De Chirico and Picabia were, consequently, excommunicated from the modernist temple. In 1970, the Guggenheim virtually banished the “bad” Picabia from a Picabia show. In 1982, the Museum of Modern Art did the same to the “bad” De Chirico. The MoMA show, which was particularly heavy-handed and earnest, probably marked the turning point in taste. Artists like Warhol, sensing power in what made the elders anxious, seized upon the later work of De Chirico and Picabia. Young artists came to believe that modernism, which began as a youthful rebellion, had itself evolved into a defensive Establishment. You can see the influence of the bad De Chirico and Picabia not only in Warhol but in many artists working today, from David Salle and Sigmar Polke to John Currin. Once again, De Chirico and Picabia have become heroes, this time for the rebellion of their later work. The apostates have taken over the temple.
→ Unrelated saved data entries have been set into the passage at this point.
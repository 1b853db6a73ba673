/*
[INPUT]:  Streaming endpoint URLs and optional credentials
[OUTPUT]: Live ticker/trade/orderbook/private events via blocking reads
[POS]:    WebSocket layer - session lifecycle, framing and keepalive
[UPDATE]: When the exchange changes its streaming endpoints or keepalive rules
*/

use std::sync::Arc;
use std::time::Duration;

use futures_util::stream::{SplitSink, SplitStream};
use futures_util::{Sink, SinkExt, StreamExt};
use serde::de::DeserializeOwned;
use tokio::net::TcpStream;
use tokio::sync::{Mutex, watch};
use tokio::time::{Instant, interval_at};
use tokio_tungstenite::tungstenite::client::IntoClientRequest;
use tokio_tungstenite::tungstenite::http::HeaderValue;
use tokio_tungstenite::tungstenite::http::header::AUTHORIZATION;
use tokio_tungstenite::tungstenite::{Error as WsError, Message};
use tokio_tungstenite::{MaybeTlsStream, WebSocketStream, connect_async};
use tracing::{debug, warn};

use crate::auth::{Credentials, JwtSigner};
use crate::http::{Result, UpbitError};
use crate::ws::Subscription;

const PUBLIC_WEBSOCKET_URL: &str = "wss://api.upbit.com/websocket/v1";
const PRIVATE_WEBSOCKET_URL: &str = "wss://api.upbit.com/websocket/v1/private";

/// The server drops connections idle longer than this window
const PONG_WAIT: Duration = Duration::from_secs(120);
/// Ping at 9/10 of the window so a tick always lands before the deadline
const PING_PERIOD: Duration = Duration::from_secs(PONG_WAIT.as_secs() * 9 / 10);

type WsStream = WebSocketStream<MaybeTlsStream<TcpStream>>;
type WsSink = SplitSink<WsStream, Message>;
type WsSource = SplitStream<WsStream>;

/// Session on the public streaming endpoint.
///
/// Reads and writes are serialized behind separate locks: the connection's
/// two underlying streams each tolerate one caller at a time, but a reader
/// never blocks a writer. There is no keepalive loop here; callers own
/// liveness of the public session.
#[derive(Debug)]
pub struct PublicWebSocket {
    writer: Mutex<WsSink>,
    reader: Mutex<WsSource>,
}

impl PublicWebSocket {
    /// Dial the public streaming endpoint
    pub async fn connect() -> Result<Self> {
        Self::connect_to(PUBLIC_WEBSOCKET_URL).await
    }

    /// Dial an explicit URL. Used by tests to point at a local server.
    pub async fn connect_to(url: &str) -> Result<Self> {
        let (stream, _response) = connect_async(url).await.map_err(ws_error)?;
        let (writer, reader) = stream.split();

        Ok(Self {
            writer: Mutex::new(writer),
            reader: Mutex::new(reader),
        })
    }

    /// Write one subscription request as a single framed text message
    pub async fn subscribe(&self, subscription: &Subscription) -> Result<()> {
        send_subscription(&self.writer, subscription).await
    }

    /// Block until the next data frame arrives and decode it into `T`
    pub async fn read_message<T: DeserializeOwned>(&self) -> Result<T> {
        read_data_frame(&self.reader).await
    }

    /// Close the connection. Idempotent; writes after close are errors.
    pub async fn close(&self) -> Result<()> {
        close_writer(&self.writer).await
    }
}

/// Session on the authenticated streaming endpoint.
///
/// Connecting signs a minimal credential claim into the handshake headers and
/// starts a background keepalive loop. [`close`](PrivateWebSocket::close)
/// cancels the loop before closing the connection, so no ping is ever written
/// to a closed socket by a leaked task.
#[derive(Debug)]
pub struct PrivateWebSocket {
    writer: Arc<Mutex<WsSink>>,
    reader: Mutex<WsSource>,
    shutdown: watch::Sender<bool>,
}

impl PrivateWebSocket {
    /// Dial the private streaming endpoint with the given credentials
    pub async fn connect(credentials: Credentials) -> Result<Self> {
        Self::connect_to(PRIVATE_WEBSOCKET_URL, credentials).await
    }

    /// Dial an explicit URL. Used by tests to point at a local server.
    pub async fn connect_to(url: &str, credentials: Credentials) -> Result<Self> {
        let signer = JwtSigner::new(credentials);
        let token = signer.connect_token()?;

        let mut request = url.into_client_request().map_err(ws_error)?;
        let header = HeaderValue::from_str(&format!("Bearer {token}"))
            .map_err(|err| UpbitError::WebSocket(err.to_string()))?;
        request.headers_mut().insert(AUTHORIZATION, header);

        let (stream, _response) = connect_async(request).await.map_err(ws_error)?;
        let (writer, reader) = stream.split();
        let writer = Arc::new(Mutex::new(writer));

        let (shutdown, shutdown_rx) = watch::channel(false);
        tokio::spawn(keepalive(Arc::clone(&writer), PING_PERIOD, shutdown_rx));

        Ok(Self {
            writer,
            reader: Mutex::new(reader),
            shutdown,
        })
    }

    /// Write one subscription request as a single framed text message.
    ///
    /// Shares the write lock with the keepalive loop, so a subscription and a
    /// ping can never interleave on the wire.
    pub async fn subscribe(&self, subscription: &Subscription) -> Result<()> {
        send_subscription(&self.writer, subscription).await
    }

    /// Block until the next data frame arrives and decode it into `T`
    pub async fn read_message<T: DeserializeOwned>(&self) -> Result<T> {
        read_data_frame(&self.reader).await
    }

    /// Stop the keepalive loop and close the connection.
    ///
    /// Idempotent; the cancellation signal may fire into a loop that already
    /// exited and the sink close is a no-op on a closed connection.
    pub async fn close(&self) -> Result<()> {
        let _ = self.shutdown.send(true);
        close_writer(&self.writer).await
    }
}

async fn send_subscription<S>(writer: &Mutex<S>, subscription: &Subscription) -> Result<()>
where
    S: Sink<Message> + Unpin,
    S::Error: std::fmt::Display,
{
    let payload = serde_json::to_string(&subscription.frames())?;

    let mut writer = writer.lock().await;
    writer
        .send(Message::Text(payload.into()))
        .await
        .map_err(|err| UpbitError::WebSocket(err.to_string()))?;

    debug!(channel = ?subscription.channel, ticket = %subscription.ticket, "subscription sent");
    Ok(())
}

async fn read_data_frame<T: DeserializeOwned>(reader: &Mutex<WsSource>) -> Result<T> {
    let mut reader = reader.lock().await;
    loop {
        match reader.next().await {
            // the exchange delivers payloads as binary frames, text is accepted too
            Some(Ok(Message::Text(text))) => {
                return serde_json::from_str(&text).map_err(UpbitError::Decode);
            }
            Some(Ok(Message::Binary(bytes))) => {
                return serde_json::from_slice(&bytes).map_err(UpbitError::Decode);
            }
            Some(Ok(Message::Ping(_))) | Some(Ok(Message::Pong(_))) | Some(Ok(Message::Frame(_))) => {}
            Some(Ok(Message::Close(_))) | None => {
                return Err(UpbitError::WebSocket("connection closed".to_string()));
            }
            Some(Err(err)) => return Err(UpbitError::WebSocket(err.to_string())),
        }
    }
}

async fn close_writer(writer: &Mutex<WsSink>) -> Result<()> {
    let mut writer = writer.lock().await;
    match writer.close().await {
        Ok(()) | Err(WsError::ConnectionClosed) | Err(WsError::AlreadyClosed) => Ok(()),
        Err(err) => Err(UpbitError::WebSocket(err.to_string())),
    }
}

/// Periodically write a ping under the shared write lock until cancelled.
///
/// A failed ping is reported but does not tear the session down; the next
/// application read or write surfaces the dead connection. The loop also
/// exits when the session is dropped without an explicit close.
async fn keepalive<S>(writer: Arc<Mutex<S>>, period: Duration, mut shutdown: watch::Receiver<bool>)
where
    S: Sink<Message> + Unpin,
    S::Error: std::fmt::Display,
{
    let mut ticker = interval_at(Instant::now() + period, period);
    loop {
        tokio::select! {
            _ = ticker.tick() => {
                let mut writer = writer.lock().await;
                if let Err(err) = writer.send(Message::Ping(b"PING".to_vec().into())).await {
                    warn!(error = %err, "keepalive ping failed");
                }
            }
            _ = shutdown.changed() => {
                debug!("keepalive loop stopped");
                return;
            }
        }
    }
}

fn ws_error(err: WsError) -> UpbitError {
    UpbitError::WebSocket(err.to_string())
}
What happens now? That is the startling, unspoken question this exhibit seems to ask. Early De Chirico and Picabia, once upon a time, upended conventional taste. Late De Chirico and Picabia, once upon a time, upended conventional taste. Now the upending of the upending has itself settled into conventional taste. Rosenblum wittily begins and ends his essay in the show’s catalogue with the same phrase: “Times change, especially for art.” Are we always waiting for the new upenders? Is art a merry-go-round of taste? Can you pause to make permanent distinctions of value? Perhaps you can have it both ways. When I stop to look, I still prefer early De Chirico and Picabia—and Warhol. But when I come upon their celebrated embarrassments, I am delighted that they kept moving. They never became their own fathers.